The looming Section 24 tax relief changes for buy-to-lets are causing a stir among many landlords, while others remain in the dark about what the changes are and how they will be affected.
The income tax relief that landlords can claim on their buy-to-let properties’ mortgage payments is being overhauled by Section 24 of the Finance Act, a measure which was first announced in the Budget back in 2015. The changes, which mean that landlords will no longer be able to claim a reduction on their tax payments by offsetting the mortgage interest costs, are being phased in over three stages.
As of April last year, landlords can only clam back 75% of their financing costs – which will apply when they file their January 2019 tax returns – and the amount will reduce to zero from April 2020, meaning most landlords’ tax bills will increase.
However, according to research from Kent Reliance, 15% of buy-to-let landlords do not understand the Section 24 changes and are not planning on taking any action to counteract the effects.
What can landlords do?
One way of getting around the tax relief reduction is for landlords to set up limited companies through which to operate their properties. This route has become increasingly popular recently, with a fifth of landlords (19%) already operating through a limited company and a sixth (13%) planning to do so in the future, according to Kent Reliance.
If the investment property is owned by a limited company, it means that mortgage interest payments are treated as a business expense and can therefore still be offset against profits – and corporation taxes on profits are currently 19%, which is lower than income tax. Last year, Kent Reliance reported that 70% of buy-to-let applications for purchase were done through a limited company, compared to 45% in 2016.
Transferring ownership of the property to a spouse is another option that could help some landlords to balance the effects of the tax change.
Adrian Molony, sales and marketing director at OneSavings Bank, said: “Many landlords have sought to move to a limited company structure, or transferred ownership to a spouse but it’s not a one-size-fits-all solution so it’s vital that landlords affected seek professional tax advice.”
Are limited companies always the answer?
The research from Kent Reliance found that 58% of smaller landlords (those with one to five properties) did not believe they would benefit from either of the above measures, compared to 27% of large landlords (those with more than 20 properties).
One of the downsides for some landlords switching investment properties from personal ownership to limited companies is that, according to Love Money, the transaction would be viewed as a sale and purchase, meaning stamp duty and capital gains tax could apply.
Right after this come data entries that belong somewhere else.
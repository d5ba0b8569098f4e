// src/store.rs

//! Per-run result store.
//!
//! Each task in a plan gets exactly one terminal [`TaskResult`]; a result is
//! never mutated once recorded. The store is owned by the run that produced
//! it and is the run's final output.

use std::collections::HashMap;
use std::time::SystemTime;

use crate::dag::ExecutionPlan;
use crate::engine::TaskName;
use crate::errors::{PipelineError, Result};

/// Terminal status of a task within a run.
#[derive(Debug, Clone, Copy, PartialEq, Eq)]
pub enum TaskStatus {
    Succeeded,
    Failed,
    Skipped,
}

/// Overall status of a run: succeeded only if every task succeeded.
#[derive(Debug, Clone, Copy, PartialEq, Eq)]
pub enum RunStatus {
    Succeeded,
    Failed,
}

/// Terminal record for one task in one run.
#[derive(Debug, Clone)]
pub struct TaskResult {
    pub name: TaskName,
    pub status: TaskStatus,
    /// Number of attempts executed; 0 for skipped tasks.
    pub attempts: u32,
    /// Error detail for failed tasks.
    pub error: Option<String>,
    /// Wall-clock start of the first attempt; absent for skipped tasks.
    pub started_at: Option<SystemTime>,
    /// Wall-clock end of the last attempt; absent for skipped tasks.
    pub finished_at: Option<SystemTime>,
}

impl TaskResult {
    pub fn succeeded(
        name: TaskName,
        attempts: u32,
        started_at: SystemTime,
        finished_at: SystemTime,
    ) -> Self {
        Self {
            name,
            status: TaskStatus::Succeeded,
            attempts,
            error: None,
            started_at: Some(started_at),
            finished_at: Some(finished_at),
        }
    }

    pub fn failed(
        name: TaskName,
        attempts: u32,
        error: String,
        started_at: SystemTime,
        finished_at: SystemTime,
    ) -> Self {
        Self {
            name,
            status: TaskStatus::Failed,
            attempts,
            error: Some(error),
            started_at: Some(started_at),
            finished_at: Some(finished_at),
        }
    }

    pub fn skipped(name: TaskName) -> Self {
        Self {
            name,
            status: TaskStatus::Skipped,
            attempts: 0,
            error: None,
            started_at: None,
            finished_at: None,
        }
    }
}

/// Records one terminal result per task of a single plan.
#[derive(Debug)]
pub struct ResultStore {
    /// Plan order, kept so reports iterate deterministically.
    order: Vec<TaskName>,
    results: HashMap<TaskName, TaskResult>,
}

impl ResultStore {
    pub fn new(plan: &ExecutionPlan) -> Self {
        Self {
            order: plan.order().to_vec(),
            results: HashMap::new(),
        }
    }

    /// Record a terminal result. Exactly one record per task is allowed,
    /// and only for tasks that are part of the plan.
    pub fn record(&mut self, result: TaskResult) -> Result<()> {
        if !self.order.iter().any(|n| n == &result.name) {
            return Err(PipelineError::UnknownTask(result.name.clone()));
        }
        if self.results.contains_key(&result.name) {
            return Err(PipelineError::DuplicateTask(result.name.clone()));
        }
        self.results.insert(result.name.clone(), result);
        Ok(())
    }

    /// Terminal result for a task, or `None` if the task has not reached a
    /// terminal state yet. Querying a task outside the plan is an error.
    pub fn get(&self, name: &str) -> Result<Option<&TaskResult>> {
        if !self.order.iter().any(|n| n == name) {
            return Err(PipelineError::UnknownTask(name.to_string()));
        }
        Ok(self.results.get(name))
    }

    /// Whether every task in the plan has a terminal result.
    pub fn is_complete(&self) -> bool {
        self.results.len() == self.order.len()
    }

    /// Results in plan order; tasks without a terminal result are omitted.
    pub fn results(&self) -> impl Iterator<Item = &TaskResult> {
        self.order.iter().filter_map(|name| self.results.get(name))
    }

    /// Overall run status: succeeded only if every planned task succeeded.
    pub fn overall(&self) -> RunStatus {
        let all_succeeded = self.is_complete()
            && self
                .results()
                .all(|r| r.status == TaskStatus::Succeeded);
        if all_succeeded {
            RunStatus::Succeeded
        } else {
            RunStatus::Failed
        }
    }
}

/// Final output of a run: the overall status plus per-task results.
#[derive(Debug)]
pub struct RunReport {
    overall: RunStatus,
    store: ResultStore,
}

impl RunReport {
    pub fn from_store(store: ResultStore) -> Self {
        Self {
            overall: store.overall(),
            store,
        }
    }

    pub fn overall(&self) -> RunStatus {
        self.overall
    }

    pub fn is_success(&self) -> bool {
        self.overall == RunStatus::Succeeded
    }

    pub fn get(&self, name: &str) -> Result<Option<&TaskResult>> {
        self.store.get(name)
    }

    pub fn results(&self) -> impl Iterator<Item = &TaskResult> {
        self.store.results()
    }
}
Borrowing for limited company buy-to-lets is also generally more expensive and can be harder to obtain compared to standard buy-to-lets, and the associated costs involved with setting up and running a limited company in the first place must also be considered by any landlord thinking of making the switch.
Rising rents could be a side-effect
In a study conducted by the Residential Landlords Association (RLA) which surveyed 3,300 landlords, 70% of respondents said that the mortgage interest relief changes would reduce their profitability – and of that amount, 62% believed Section 24 would diminish their profitability by 20% or more.
Most landlords surveyed (67%) said that they planned to put rents up in order to cover their extra costs, while 25% were thinking of selling properties to reduce their borrowing, and a further 25% intended to leave the sector completely as a result of the changes. The knock-on effects mean many tenants could see rents pushed up, while the availability of rental properties could decrease over the coming months and years as the regulation takes effect.
While every landlord will be affected to different degrees by the new rules, it is vital that everyone in the buy-to-let industry is aware of and fully understands what Section 24 will mean for them.